Sebagai anggota pendiri Confederation of the Association of Asian Performing Arts Festival (AAPAF) bersama festival-festival ternama seperti Singapore Arts Festival, Shanghai Arts Festival, Hong Kong Arts Festival, hingga European Festival Association, Ary turut aktif menjadi bagian dewan eksekutif AAPAF sejak 2004, bahkan dipercaya sebagai Wakil Ketua pada periode 2010-2013.

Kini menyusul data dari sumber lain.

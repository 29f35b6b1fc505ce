// Copyright 2025-Present Datadog, Inc. https://www.datadoghq.com/
// SPDX-License-Identifier: Apache-2.0

//! Error types for multi-line coalescing.

/// Invalid configuration, raised while building a matcher, buffer policy or
/// transport. Never retried.
#[derive(Debug, thiserror::Error)]
pub enum Creation {
    #[error("unknown matcher type: {0}")]
    UnknownGroupWith(String),
    #[error("invalid continuation pattern: {0}")]
    Pattern(#[from] regex::Error),
    #[error("unknown transport: {0}")]
    UnknownTransport(String),
    #[error("unknown emission policy: {0}")]
    UnknownEmissionPolicy(String),
    #[error("cache_ttl must be greater than zero")]
    ZeroCacheTtl,
}

/// Failure to serialize or deliver a coalesced record.
#[derive(Debug, thiserror::Error)]
pub enum Emission {
    #[error("failed to serialize record: {0}")]
    Serialize(#[from] serde_json::Error),
    #[error("failed to write record: {0}")]
    Write(#[from] std::io::Error),
    /// Some records of one event's batch failed. The remaining records of the
    /// batch were still attempted.
    #[error("{failed} of {attempted} records failed to emit, first error: {first}")]
    Batch {
        failed: usize,
        attempted: usize,
        first: Box<Emission>,
    },
}
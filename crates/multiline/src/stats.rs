// Copyright 2025-Present Datadog, Inc. https://www.datadoghq.com/
// SPDX-License-Identifier: Apache-2.0

//! Counters describing what the coalescing pipeline did.
//!
//! The counters are owned by the host and injected into the adapter, so a
//! process can run several adapters with separate or shared counters.

use std::fmt;
use std::sync::atomic::{AtomicU64, Ordering};

/// Pipeline counters (all values use relaxed atomics).
#[derive(Debug, Default)]
pub struct MultilineStats {
    lines_received: AtomicU64,
    lines_truncated: AtomicU64,
    lines_dropped: AtomicU64,
    records_emitted: AtomicU64,
    records_expired: AtomicU64,
    emission_errors: AtomicU64,
    cached_lines: AtomicU64,
}

impl MultilineStats {
    /// Captures a point-in-time snapshot of the counters.
    pub fn snapshot(&self) -> StatsSnapshot {
        StatsSnapshot {
            lines_received: self.lines_received.load(Ordering::Relaxed),
            lines_truncated: self.lines_truncated.load(Ordering::Relaxed),
            lines_dropped: self.lines_dropped.load(Ordering::Relaxed),
            records_emitted: self.records_emitted.load(Ordering::Relaxed),
            records_expired: self.records_expired.load(Ordering::Relaxed),
            emission_errors: self.emission_errors.load(Ordering::Relaxed),
            cached_lines: self.cached_lines.load(Ordering::Relaxed),
        }
    }

    pub(crate) fn record_line_received(&self) {
        self.lines_received.fetch_add(1, Ordering::Relaxed);
    }

    pub(crate) fn record_line_truncated(&self) {
        self.lines_truncated.fetch_add(1, Ordering::Relaxed);
    }

    pub(crate) fn record_line_dropped(&self) {
        self.lines_dropped.fetch_add(1, Ordering::Relaxed);
    }

    pub(crate) fn record_emitted(&self) {
        self.records_emitted.fetch_add(1, Ordering::Relaxed);
    }

    pub(crate) fn record_expired(&self, count: usize) {
        self.records_expired
            .fetch_add(count as u64, Ordering::Relaxed);
    }

    pub(crate) fn record_emission_error(&self) {
        self.emission_errors.fetch_add(1, Ordering::Relaxed);
    }

    pub(crate) fn set_cached_lines(&self, count: usize) {
        self.cached_lines.store(count as u64, Ordering::Relaxed);
    }
}

/// Plain data representation of [`MultilineStats`].
#[derive(Debug, Clone, Copy, Default, PartialEq, Eq)]
pub struct StatsSnapshot {
    /// Lines handed to the cache.
    pub lines_received: u64,
    /// Lines replaced by a truncation marker.
    pub lines_truncated: u64,
    /// Lines discarded after a record was already truncated.
    pub lines_dropped: u64,
    /// Records successfully written to the sink.
    pub records_emitted: u64,
    /// Records flushed by an expiry sweep.
    pub records_expired: u64,
    /// Records the sink failed to accept.
    pub emission_errors: u64,
    /// Lines currently waiting in buffers, as of the last event.
    pub cached_lines: u64,
}

impl fmt::Display for StatsSnapshot {
    fn fmt(&self, f: &mut fmt::Formatter<'_>) -> fmt::Result {
        write!(
            f,
            "lines_received={}, lines_truncated={}, lines_dropped={}, records_emitted={}, records_expired={}, emission_errors={}, cached_lines={}",
            self.lines_received,
            self.lines_truncated,
            self.lines_dropped,
            self.records_emitted,
            self.records_expired,
            self.emission_errors,
            self.cached_lines
        )
    }
}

Dari 2006 hingga 2015, Ary berkolaborasi dengan almarhum suaminya dalam proyek tur ASAH, yang menyinggahi 100 kota di seluruh Indonesia. Hanya dalam tahun pertama saja (2006), Ary telah tampil dalam 71 konser di 51 kota, bersama pemain cello Asep Hidayat dan pianis Jazz Rene van Helsdingen. Kiprahnya tak berhenti di sana. Pada 2010, Ary mendirikan JakArt School dan juga aktif mengajar piano serta manajemen seni di Program Pascasarjana Institut Seni Indonesia (ISI) Yogyakarta.

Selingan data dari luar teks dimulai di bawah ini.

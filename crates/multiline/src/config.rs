// Copyright 2025-Present Datadog, Inc. https://www.datadoghq.com/
// SPDX-License-Identifier: Apache-2.0

use crate::constants::{DEFAULT_CACHE_TTL, DEFAULT_MAX_LINES, DEFAULT_PATTERN, DEFAULT_SEPARATOR};
use crate::errors::Creation;
use crate::line_buffer::Policy;
use crate::matcher::{GroupWith, Matcher};
use crate::util::{parse_duration, parse_flag};
use std::collections::HashMap;
use std::str::FromStr;
use std::time::Duration;
use tracing::warn;

/// Coalescing configuration, fixed for the lifetime of an adapter.
#[derive(Debug, Clone, PartialEq, Eq)]
pub struct MultilineConfig {
    /// Regular expression identifying continuation lines
    pub pattern: String,
    /// Which of two adjacent lines `pattern` is tested against
    pub group_with: GroupWith,
    /// Invert the match result
    pub negate: bool,
    /// String placed between lines of one record
    pub separator: String,
    /// Lines kept per record before truncating
    pub max_lines: usize,
    /// Idle time after which a pending record is flushed. Also the sweep
    /// interval.
    pub cache_ttl: Duration,
}

impl Default for MultilineConfig {
    fn default() -> Self {
        Self {
            pattern: DEFAULT_PATTERN.to_string(),
            group_with: GroupWith::default(),
            negate: false,
            separator: DEFAULT_SEPARATOR.to_string(),
            max_lines: DEFAULT_MAX_LINES,
            cache_ttl: DEFAULT_CACHE_TTL,
        }
    }
}

impl MultilineConfig {
    /// Builds a configuration from string route options (`pattern`,
    /// `group_with`, `negate`, `separator`, `max_lines`, `cache_ttl`).
    ///
    /// Missing options take their defaults. `max_lines` and `cache_ttl` values
    /// that do not parse fall back to their defaults as well; an unknown
    /// `group_with` is an error.
    pub fn from_options(options: &HashMap<String, String>) -> Result<Self, Creation> {
        let defaults = Self::default();

        let group_with = match options.get("group_with") {
            Some(value) => GroupWith::from_str(value)?,
            None => defaults.group_with,
        };

        let max_lines = match options.get("max_lines").map(|v| v.trim().parse::<i64>()) {
            Some(Ok(value)) if value > 0 => usize::try_from(value).unwrap_or(DEFAULT_MAX_LINES),
            Some(Ok(_)) | None => DEFAULT_MAX_LINES,
            Some(Err(e)) => {
                warn!("Ignoring max_lines option: {e}");
                DEFAULT_MAX_LINES
            }
        };

        let cache_ttl = match options.get("cache_ttl") {
            Some(value) => parse_duration(value).unwrap_or_else(|| {
                warn!("Ignoring unparseable cache_ttl option '{value}'");
                DEFAULT_CACHE_TTL
            }),
            None => DEFAULT_CACHE_TTL,
        };

        let config = Self {
            pattern: options
                .get("pattern")
                .cloned()
                .unwrap_or(defaults.pattern),
            group_with,
            negate: parse_flag(options.get("negate").map(String::as_str)),
            separator: options
                .get("separator")
                .cloned()
                .unwrap_or(defaults.separator),
            max_lines,
            cache_ttl,
        };
        config.validate()?;
        Ok(config)
    }

    pub fn validate(&self) -> Result<(), Creation> {
        if self.cache_ttl.is_zero() {
            return Err(Creation::ZeroCacheTtl);
        }
        Ok(())
    }

    /// Compiles the pattern into the policy shared by every line buffer.
    pub fn policy(&self) -> Result<Policy, Creation> {
        self.validate()?;
        Ok(Policy::new(
            Matcher::new(&self.pattern, self.group_with, self.negate)?,
            self.max_lines,
            self.separator.as_str(),
        ))
    }
}

/// What the adapter does when the sink rejects a record.
#[derive(Debug, Clone, Copy, PartialEq, Eq, Default, derive_more::Display)]
pub enum EmissionPolicy {
    /// Stop streaming and return the error to the host.
    #[default]
    #[display("abort")]
    Abort,
    /// Log the error and keep streaming.
    #[display("continue")]
    LogAndContinue,
}

impl FromStr for EmissionPolicy {
    type Err = Creation;

    fn from_str(s: &str) -> Result<Self, Self::Err> {
        match s.trim().to_lowercase().as_str() {
            "abort" => Ok(Self::Abort),
            "continue" => Ok(Self::LogAndContinue),
            _ => Err(Creation::UnknownEmissionPolicy(s.to_string())),
        }
    }
}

Pada Maret-April 2024, Ary menggagas dan tampil dalam rangkaian konser budaya bertajuk “Jembatan Kebudayaan”, berkolaborasi dengan sahabat dekatnya, Christophoros Stamboglis penyanyi bas ternama asal Tunani. Konser lintas budaya ini hadir di Bali, Magelang, Kudus, dan Jakarta, membangun jembatan apresiasi antara musik klasik dan dialog kebudayaan.

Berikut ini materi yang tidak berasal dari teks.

//! Blob storage for raw PDF bytes.
//!
//! Objects are addressed by the key returned from `store`; the metadata
//! record keeps that key so the question path can fetch the bytes back.

use crate::types::{AppError, AppResult};
use async_trait::async_trait;
use chrono::{DateTime, Utc};

pub mod s3;

pub use s3::S3BlobStore;

/// Result of a successful `store` call.
#[derive(Debug, Clone)]
pub struct StoredBlob {
    pub path: String,
    pub public_url: String,
    pub size: usize,
}

#[async_trait]
pub trait BlobStore: Send + Sync {
    /// Persist `bytes` under a fresh collision-free key.
    ///
    /// Fails with `InvalidInput` for an empty payload or a non-PDF content
    /// type, `Storage` on backend I/O failure. Neither is retried here.
    async fn store(
        &self,
        bytes: &[u8],
        content_type: &str,
        suggested_name: &str,
    ) -> AppResult<StoredBlob>;

    /// Fetch the bytes stored under `path`. `NotFound` when no object
    /// exists there.
    async fn retrieve(&self, path: &str) -> AppResult<Vec<u8>>;
}

/// Upload preconditions shared by every backend.
pub fn validate_upload(bytes: &[u8], content_type: &str) -> AppResult<()> {
    if bytes.is_empty() {
        return Err(AppError::InvalidInput("empty payload".to_string()));
    }
    if content_type != mime::APPLICATION_PDF.as_ref() {
        return Err(AppError::InvalidInput(format!(
            "unsupported content type '{}', only application/pdf is accepted",
            content_type
        )));
    }
    Ok(())
}

/// Restrict a client-supplied filename to alphanumerics, dot and hyphen.
pub fn sanitize_filename(name: &str) -> String {
    name.chars()
        .map(|c| {
            if c.is_ascii_alphanumeric() || c == '.' || c == '-' {
                c
            } else {
                '_'
            }
        })
        .collect()
}

/// Namespace a sanitized filename with the upload instant so concurrent
/// uploads of identically named files never collide.
pub fn object_key(suggested_name: &str, uploaded_at: DateTime<Utc>) -> String {
    format!(
        "uploads/{}_{}",
        uploaded_at.timestamp_millis(),
        sanitize_filename(suggested_name)
    )
}

#[cfg(test)]
mod tests {
    use super::*;

    #[test]
    fn test_sanitize_keeps_allowed_chars() {
        assert_eq!(sanitize_filename("Invoice-2024.pdf"), "Invoice-2024.pdf");
    }

    #[test]
    fn test_sanitize_replaces_everything_else() {
        assert_eq!(sanitize_filename("a b/c\\d.pdf"), "a_b_c_d.pdf");
        assert_eq!(sanitize_filename("résumé.pdf"), "r_sum_.pdf");
    }

    #[test]
    fn test_object_key_is_namespaced_by_instant() {
        let t0 = chrono::DateTime::from_timestamp(1_712_000_000, 0).unwrap();
        let t1 = chrono::DateTime::from_timestamp(1_712_000_001, 0).unwrap();
        let a = object_key("report.pdf", t0);
        let b = object_key("report.pdf", t1);
        assert_ne!(a, b);
        assert!(a.starts_with("uploads/"));
        assert!(a.ends_with("_report.pdf"));
    }

    #[test]
    fn test_validate_rejects_empty_payload() {
        let err = validate_upload(&[], "application/pdf").unwrap_err();
        assert!(matches!(err, AppError::InvalidInput(_)));
    }

    #[test]
    fn test_validate_rejects_wrong_media_type() {
        let err = validate_upload(b"%PDF-1.7", "text/plain").unwrap_err();
        assert!(matches!(err, AppError::InvalidInput(_)));
    }

    #[test]
    fn test_validate_accepts_pdf() {
        assert!(validate_upload(b"%PDF-1.7", "application/pdf").is_ok());
    }
}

Proyek terbarunya adalah Chronosphere Project, sebuah inisiatif seni dan budaya yang unik, berpusat di Selemadeg Barat, Tabanan, Bali-tempat Ary terus berkarya, mencipta, dan mempertemukan beragam dimensi seni dan budaya.

Dengan perjalanan karier yang melintasi berbagai benua dan proyek-proyek berskala internasional, Ary Sutedja tidak hanya dikenal sebagai pianis tetapi juga sebagai penggerak budaya yang menjadikan musik sebagai medium persahabatan, dialog, dan Jembatan antarbangsa.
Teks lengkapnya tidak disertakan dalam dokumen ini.